*Directions*:
Once the line containing "pub fn command_failed(command: impl" is found, retype it and each line after it through the last entry below, word for word, and nothing else.
--- Data supplied Enclosed Below ---
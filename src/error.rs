//! Error types for rollcache
//!
//! All modules use `RollcacheResult<T>` as their return type.

use std::path::PathBuf;
use thiserror::Error;

/// Result type alias for rollcache operations
pub type RollcacheResult<T> = Result<T, RollcacheError>;

/// All errors that can occur in rollcache
#[derive(Error, Debug)]
pub enum RollcacheError {
    // Build errors
    #[error("Bundling {entry} failed: {reason}")]
    BundleFailed { entry: PathBuf, reason: String },

    #[error("Minifying {dest} failed: {reason}")]
    MinifyFailed { dest: PathBuf, reason: String },

    #[error("Failed to write {path}: {reason}")]
    WriteFailed { path: PathBuf, reason: String },

    /// The build this request was waiting on was superseded by a newer one.
    #[error("Build for {0} expired before it completed")]
    ExpiredBuild(PathBuf),

    /// A build another request was running for this output failed.
    #[error("Build for {path} failed: {reason}")]
    BuildFailed { path: PathBuf, reason: String },

    #[error("Invariant violated: {0}")]
    InvariantViolation(String),

    // Configuration errors
    #[error("Invalid configuration at {path}: {reason}")]
    ConfigInvalid { path: PathBuf, reason: String },

    #[error("Missing required option: {0}")]
    ConfigMissing(&'static str),

    #[error("Failed to create config directory {path}: {source}")]
    ConfigDirCreate {
        path: PathBuf,
        #[source]
        source: std::io::Error,
    },

    // IO errors
    #[error("IO error: {context}")]
    Io {
        context: String,
        #[source]
        source: std::io::Error,
    },

    // Process errors
    #[error("Command failed: {command}")]
    CommandFailed {
        command: String,
        #[source]
        source: std::io::Error,
    },

    // User errors
    #[error("{0}")]
    User(String),

    // Serialization errors
    #[error("JSON error: {0}")]
    Json(#[from] serde_json::Error),

    #[error("TOML parse error: {0}")]
    TomlParse(#[from] toml::de::Error),

    #[error("TOML serialize error: {0}")]
    TomlSerialize(#[from] toml::ser::Error),
}

impl RollcacheError {
    /// Create an IO error with context
    pub fn io(context: impl Into<String>, source: std::io::Error) -> Self {
        Self::Io {
            context: context.into(),
            source,
        }
    }

    /// Create a write failure for an output artifact
    pub fn write(path: impl Into<PathBuf>, reason: impl Into<String>) -> Self {
        Self::WriteFailed {
            path: path.into(),
            reason: reason.into(),
        }
    }

    /// Create a command failed error
    pub fn command_failed(command: impl Into<String>, source: std::io::Error) -> Self {
        Self::CommandFailed {
            command: command.into(),
            source,
        }
    }

    /// Check if the whole rebuild decision should be retried
    pub fn is_retryable(&self) -> bool {
        matches!(self, Self::ExpiredBuild(_))
    }

    /// Get actionable hint for the error
    pub fn hint(&self) -> Option<&'static str> {
        match self {
            Self::ConfigMissing("middleware.src") => {
                Some("Set [middleware] src in rollcache.toml, or run: rollcache config init")
            }
            Self::ConfigMissing("bundler.command") => {
                Some("Set [bundler] command in rollcache.toml, e.g. command = [\"node\", \"bundle.js\"]")
            }
            Self::CommandFailed { .. } => Some("Check the [bundler] and [minify] commands"),
            Self::InvariantViolation(_) => Some("This is a bug in rollcache, please report it"),
            _ => None,
        }
    }
}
--- End of Enclosed Data supplied ---
*Answer box*:
    pub fn command_failed(command: impl Into<String>, source: std::io::Error) -> Self {
        Self::CommandFailed {
            command: command.into(),
            source,
        }
    }

    /// Check if the whole rebuild decision should be retried
    pub fn is_retryable(&self) -> bool {
        matches!(self, Self::ExpiredBuild(_))
    }

    /// Get actionable hint for the error
    pub fn hint(&self) -> Option<&'static str> {
        match self {
            Self::ConfigMissing("middleware.src") => {
                Some("Set [middleware] src in rollcache.toml, or run: rollcache config init")
            }
            Self::ConfigMissing("bundler.command") => {
                Some("Set [bundler] command in rollcache.toml, e.g. command = [\"node\", \"bundle.js\"]")
            }
            Self::CommandFailed { .. } => Some("Check the [bundler] and [minify] commands"),
            Self::InvariantViolation(_) => Some("This is a bug in rollcache, please report it"),
            _ => None,
        }
    }
}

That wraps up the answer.